Growth in gross domestic product slowed to the slowest pace in over a year in the third quarter, to just 2% annualized. This was less than a third of the growth rate of the previous quarter. Read more
While the Delta variant of COVID-19 played an important role as it swept the country in July, August and September and dampened growth in consumer spending, the biggest weak spot in Thursday’s low GDP reading was the auto industry – by a thousand countries.
Overall, the auto sector subtracted 2.4 percentage points from economic growth during this period. It was the biggest drag Detroit had on American production in four decades – and rarely seen outside of a recession. The contraction caused by COVID-19 officially lasted only two months in the spring of 2020, and the economy has been in recovery mode ever since.
The main culprit behind the difficulties of the auto industry is a global shortage of microchips, which are needed to run all the complex systems of a modern vehicle. But with the global economy rebounding from last year’s shutdowns, it’s not just the auto industry that is chasing these chips, and they have become a global shortage.
As a result, US motor vehicle production has fallen in six of the past nine months and is at a level more typically associated with a recession. The execution rate of 7.51 million vehicle assemblies in September was the lowest – excluding short-lived near-zero diving during COVID shutdowns – since 2010, when the industry collapsed. was recovering from the financial crisis.

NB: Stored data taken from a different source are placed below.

use std::fmt;
use std::str::FromStr;

use fixed_pool::{GrowthPolicy, PoolStats};

/// Which lock the pool under test uses.
#[derive(Clone, Copy, Debug, Default, Eq, PartialEq)]
#[non_exhaustive]
pub enum LockKind {
    /// [`fixed_pool::SpinLock`].
    #[default]
    Spin,
    /// [`fixed_pool::BlockingLock`].
    Blocking,
}

impl FromStr for LockKind {
    type Err = String;

    fn from_str(s: &str) -> Result<Self, Self::Err> {
        match s.to_lowercase().as_str() {
            "spin" => Ok(Self::Spin),
            "blocking" => Ok(Self::Blocking),
            _ => Err(format!(
                "Invalid lock: '{s}'. Valid options are: spin, blocking"
            )),
        }
    }
}

impl fmt::Display for LockKind {
    fn fmt(&self, f: &mut fmt::Formatter<'_>) -> fmt::Result {
        match self {
            Self::Spin => write!(f, "spin"),
            Self::Blocking => write!(f, "blocking"),
        }
    }
}

/// Parses a [`GrowthPolicy`] from its command-line name.
///
/// # Errors
///
/// Returns a human-readable message if the name is not recognized.
pub fn parse_growth_policy(s: &str) -> Result<GrowthPolicy, String> {
    match s.to_lowercase().as_str() {
        "single" => Ok(GrowthPolicy::SingleUnit),
        "geometric" => Ok(GrowthPolicy::Geometric),
        _ => Err(format!(
            "Invalid growth policy: '{s}'. Valid options are: single, geometric"
        )),
    }
}

/// Parameters of one stress run.
#[derive(Clone, Debug, Eq, PartialEq)]
#[allow(
    clippy::exhaustive_structs,
    reason = "Plain parameter bag filled in by the binary and by tests"
)]
pub struct RunInput {
    /// Number of worker threads sharing the pool.
    pub threads: usize,
    /// Number of units each thread allocates before freeing them all.
    pub iterations: usize,
    /// Units pre-allocated when the pool is built.
    pub capacity: usize,
    /// Lock serializing access to the pool.
    pub lock: LockKind,
    /// Growth policy applied when the pool runs out of units.
    pub growth_policy: GrowthPolicy,
    /// Also run the workload against the global allocator.
    pub compare_system: bool,
}

/// What a stress run observed.
#[derive(Clone, Debug)]
#[non_exhaustive]
pub struct RunReport {
    /// Pool statistics after all threads allocated their batch, before anything was freed.
    pub peak: PoolStats,
    /// Pool statistics after all threads freed their batch.
    pub end: PoolStats,
}

impl fmt::Display for RunReport {
    fn fmt(&self, f: &mut fmt::Formatter<'_>) -> fmt::Result {
        writeln!(f, "at peak: {}", self.peak)?;
        write!(f, "at end:  {}", self.end)
    }
}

It also plays into the image of inflation in the United States. The chip shortage is just one piece of a complex puzzle of forces driving inflation to its highest level in decades, but in the automotive space, it has shaken price dynamics like never before.
With new cars so hard to find, consumers who need a vehicle are bidding on used car prices. At one point this spring, used car prices have climbed more than 10% per month for three consecutive months.
This pushed the inflation rate difference between new and used cars and light trucks to the largest on record in favor of used vehicles.